I couldn’t help but admire the determination of this fascinating wee gastropod. Moving tentatively but steadily as she ventures forward. Be a little more like this wee snail, to reconnect with your body. Tentatively but steadily explore your limitations by tuning into your body’s response as you challenge and move it, to protect it.
Know your limits!
Recognise your limits to be safer in maintaining and progressing increased levels of exercise and activity. Limits are not a negative, they are a sound measure of reserves and capacity. They help mitigate pain and injury. Your body will keep going, you’ll keep living regardless of your awareness or not, of depleted reserves in your strength and capacity.
This causes strain leading to the voice inside your head declaring “I’ve sorted one bit now another bit hurts”. With limits known, progressing your ability is more objective. It avoids the increased risk of injury compared to the “I’ll just give it a go and see what happens” approach. I’ve had to rehabilitate far too many people away from pain who’ve opted for this!
Shake up your assumptions!
If you’ve diligently worked on one area of your body, it does not automatically follow you’ve improved your whole body. For example, moving more freely using newly developed leg strength and fitness, may highlight unresolved back stiffness resulting in back pain.
Is your life limited to repetitive forward and down actions and postures? Then add in repetitive three dimensional up, out and backwards movements and positions. Consider this with your arms, head, torso and legs. Gently but intentionally address the imbalance that can lead to future aches, pains and niggles throwing you off course to a fitter, stronger, freer body.
This helps maintain and improve the quality of your movements AND assess potential issues. These may be lurking silently, taking you unawares with painful movements which seem to appear from nowhere.

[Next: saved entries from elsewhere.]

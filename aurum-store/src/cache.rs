//! Read-through product cache decorator.
//!
//! Wraps a store's product port: reads are served from an in-process TTL
//! map when fresh, writes invalidate synchronously and repopulate
//! asynchronously (best effort). A reader may therefore see one transient
//! miss right after a write, but never stale data beyond that single
//! repopulation cycle.
//!
//! The stock ledger's conditional update always executes against the
//! backing store; the cache never participates in stock correctness.

use crate::error::StoreError;
use crate::repository::{ProductRepository, Store};
use async_trait::async_trait;
use aurum_domain::{Product, ProductId};
use std::collections::HashMap;
use std::sync::{Arc, RwLock};
use std::time::{Duration, Instant};
use tracing::debug;

struct CacheEntry {
    product: Product,
    cached_at: Instant,
}

/// Caching decorator over a store's product reads.
pub struct CachedProducts<S> {
    store: Arc<S>,
    ttl: Duration,
    entries: Arc<RwLock<HashMap<ProductId, CacheEntry>>>,
}

impl<S: Store + 'static> CachedProducts<S> {
    /// Create a decorator with the given entry time-to-live.
    pub fn new(store: Arc<S>, ttl: Duration) -> Self {
        Self {
            store,
            ttl,
            entries: Arc::new(RwLock::new(HashMap::new())),
        }
    }

    /// Number of currently cached entries (for tests).
    pub fn cached_count(&self) -> usize {
        self.entries.read().unwrap().len()
    }

    fn fresh(&self, id: ProductId) -> Option<Product> {
        let entries = self.entries.read().unwrap();
        entries
            .get(&id)
            .filter(|entry| entry.cached_at.elapsed() < self.ttl)
            .map(|entry| entry.product.clone())
    }

    fn insert(&self, product: &Product) {
        let mut entries = self.entries.write().unwrap();
        entries.insert(
            product.id,
            CacheEntry { product: product.clone(), cached_at: Instant::now() },
        );
    }

    fn invalidate(&self, id: ProductId) {
        self.entries.write().unwrap().remove(&id);
    }

    /// Refill an entry in the background after a write.
    ///
    /// Best effort only: a failed refill leaves a miss, which the next
    /// read repairs through the normal read-through path.
    fn spawn_repopulate(&self, id: ProductId) {
        let store = self.store.clone();
        let entries = self.entries.clone();

        tokio::spawn(async move {
            match store.products().find_by_id(id).await {
                Ok(Some(product)) => {
                    let mut entries = entries.write().unwrap();
                    entries.insert(id, CacheEntry { product, cached_at: Instant::now() });
                },
                Ok(None) => {
                    // Product gone (soft-deleted); nothing to cache.
                },
                Err(e) => {
                    debug!(product_id = %id, error = %e, "Cache repopulation failed");
                },
            }
        });
    }
}

#[async_trait]
impl<S: Store + 'static> ProductRepository for CachedProducts<S> {
    async fn save(&self, product: &Product) -> Result<(), StoreError> {
        self.store.products().save(product).await?;
        self.invalidate(product.id);
        self.spawn_repopulate(product.id);
        Ok(())
    }

    async fn find_by_id(&self, id: ProductId) -> Result<Option<Product>, StoreError> {
        if let Some(product) = self.fresh(id) {
            return Ok(Some(product));
        }

        let found = self.store.products().find_by_id(id).await?;
        if let Some(ref product) = found {
            self.insert(product);
        }
        Ok(found)
    }

    async fn find_by_ids(&self, ids: &[ProductId]) -> Result<Vec<Product>, StoreError> {
        let mut hits = Vec::new();
        let mut misses = Vec::new();

        for &id in ids {
            match self.fresh(id) {
                Some(product) => hits.push(product),
                None => misses.push(id),
            }
        }

        if !misses.is_empty() {
            let fetched = self.store.products().find_by_ids(&misses).await?;
            for product in &fetched {
                self.insert(product);
            }
            hits.extend(fetched);
        }

        Ok(hits)
    }

    async fn adjust_stock(&self, id: ProductId, delta: i32) -> Result<i32, StoreError> {
        let new_quantity = self.store.products().adjust_stock(id, delta).await?;

        // The backing row changed; drop the stale copy and refill.
        self.invalidate(id);
        self.spawn_repopulate(id);

        Ok(new_quantity)
    }
}

// =============================================================================
// Tests
// =============================================================================

#[cfg(test)]
mod tests {
    use super::*;
    use crate::memory::MemoryStore;
    use aurum_domain::Price;
    use rust_decimal_macros::dec;

    fn create_test_product(stock: i32) -> Product {
        Product::new("Gold Ring", "18k gold band", Price::new(dec!(899.99)).unwrap(), stock, "rings")
    }

    fn cached(ttl: Duration) -> (Arc<MemoryStore>, CachedProducts<MemoryStore>) {
        let store = Arc::new(MemoryStore::new());
        let cache = CachedProducts::new(store.clone(), ttl);
        (store, cache)
    }

    #[tokio::test]
    async fn test_read_through_caches_hit() {
        let (store, cache) = cached(Duration::from_secs(60));
        let product = create_test_product(10);
        store.products().save(&product).await.unwrap();

        assert_eq!(cache.cached_count(), 0);
        let first = cache.find_by_id(product.id).await.unwrap().unwrap();
        assert_eq!(first.stock_quantity, 10);
        assert_eq!(cache.cached_count(), 1);

        // Mutate the backing store behind the cache's back: the cached
        // copy is served until it is invalidated or expires.
        store.products().adjust_stock(product.id, -5).await.unwrap();
        let second = cache.find_by_id(product.id).await.unwrap().unwrap();
        assert_eq!(second.stock_quantity, 10);
    }

    #[tokio::test]
    async fn test_expired_entry_refetches() {
        let (store, cache) = cached(Duration::from_millis(0));
        let product = create_test_product(10);
        store.products().save(&product).await.unwrap();

        cache.find_by_id(product.id).await.unwrap().unwrap();
        store.products().adjust_stock(product.id, -5).await.unwrap();

        // Zero TTL: every read goes through to the backing store.
        let fresh = cache.find_by_id(product.id).await.unwrap().unwrap();
        assert_eq!(fresh.stock_quantity, 5);
    }

    #[tokio::test]
    async fn test_write_invalidates_synchronously() {
        let (store, cache) = cached(Duration::from_secs(60));
        let mut product = create_test_product(10);
        store.products().save(&product).await.unwrap();

        cache.find_by_id(product.id).await.unwrap();

        product.stock_quantity = 42;
        cache.save(&product).await.unwrap();

        // Even before the async repopulation lands, the next read must not
        // see the pre-write copy.
        let found = cache.find_by_id(product.id).await.unwrap().unwrap();
        assert_eq!(found.stock_quantity, 42);
    }

    #[tokio::test]
    async fn test_adjust_stock_goes_to_backing_store() {
        let (store, cache) = cached(Duration::from_secs(60));
        let product = create_test_product(15);
        store.products().save(&product).await.unwrap();

        cache.find_by_id(product.id).await.unwrap();

        // The conditional update runs against the store, not the cache
        let result = cache.adjust_stock(product.id, -16).await;
        assert!(matches!(result, Err(StoreError::InsufficientStock { available: 15, .. })));

        let remaining = cache.adjust_stock(product.id, -5).await.unwrap();
        assert_eq!(remaining, 10);

        let found = cache.find_by_id(product.id).await.unwrap().unwrap();
        assert_eq!(found.stock_quantity, 10);
    }

    #[tokio::test]
    async fn test_find_by_ids_mixes_hits_and_misses() {
        let (store, cache) = cached(Duration::from_secs(60));
        let p1 = create_test_product(10);
        let p2 = create_test_product(5);
        store.products().save(&p1).await.unwrap();
        store.products().save(&p2).await.unwrap();

        // Warm one entry, then batch-fetch both
        cache.find_by_id(p1.id).await.unwrap();
        let found = cache.find_by_ids(&[p1.id, p2.id]).await.unwrap();
        assert_eq!(found.len(), 2);
        assert_eq!(cache.cached_count(), 2);
    }
}
//! Order fulfillment error types.

use aurum_domain::{DomainError, OrderId, ProductId};
use aurum_store::StoreError;
use thiserror::Error;

/// Errors that can occur during cart and order operations.
#[derive(Debug, Error)]
pub enum OrderError {
    /// Checkout attempted on an empty cart
    #[error("Cart is empty")]
    CartEmpty,

    /// A line wants more units than are in stock.
    ///
    /// Carries enough detail for the caller to render a useful message:
    /// which product, how many were requested, how many remain, and how
    /// many the cart already holds.
    #[error(
        "Insufficient stock for product {product_id}: requested {requested}, \
         {available} available ({in_cart} already in cart)"
    )]
    InsufficientStock {
        product_id: ProductId,
        requested: i32,
        available: i32,
        in_cart: i32,
    },

    /// Product is unknown or no longer sold
    #[error("Product unavailable: {0}")]
    ProductUnavailable(ProductId),

    /// Order does not exist
    #[error("Order not found: {0}")]
    OrderNotFound(OrderId),

    /// Order exists but belongs to a different user
    #[error("Order not owned by caller: {0}")]
    OrderNotOwned(OrderId),

    /// Cancellation attempted in a status that forbids it
    #[error("Order cannot be cancelled: {0}")]
    CannotCancel(OrderId),

    /// Privileged status change attempted on a terminal order
    #[error("Order status cannot be changed: {0}")]
    CannotChangeStatus(OrderId),

    /// Status string is not one of the known statuses
    #[error("Invalid order status: {0}")]
    InvalidStatus(String),

    /// Store error
    #[error("Store error: {0}")]
    Store(#[from] StoreError),

    /// Domain error
    #[error("Domain error: {0}")]
    Domain(#[from] DomainError),
}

If you’ve improved how one area of your body works and feels, great job! However, don’t end it there. While working on your “hotspots” avoid it being at the expense of the rest of your potential hotspots. It’s not only the time you spend dedicating to your body that counts, but the range, quality and frequency of that dedication with every movement and every exercise.
Here’s how to start!
For your whole body to function more as you would like it to, your whole body needs your attention. If you’re starting out, keep things simple. Work head down to your toes. Move every bodily part in turn. Explore how it moves and feels. Accept that one side may be different from the other, don’t force it to level it up. It may be that the more limited side is one of your “potential hotspots”.
Where you find weakness, repeat the movement to strengthen. Where there is stiffness repeat the movement to stretch. Where there is poor control repeat the movement to develop greater control.
By intentionally moving your body, your body moves in the way it’s intended!
Our modern lives while busy, are a far cry from the dynamic, rural, three dimensional, seasonally varied, movement dictated evolutionary journey. Rise above the digitalised, movement limited, instinct deprived urbanised world. Shift your mindset away from always taking the easier, movement limited option.
This article along with all my work is underpinned by my Simply Move!™ concept. It’s straight talking physiotherapy advice, founded in human evolution. With Simply Move!™ you can breathe, align and move your body away from pain, stiffness and recurring injury.
Tune in to how your body feels.
Connect with the muscles and joints you’re using.
Simply Move!™ with control, intention and confidence.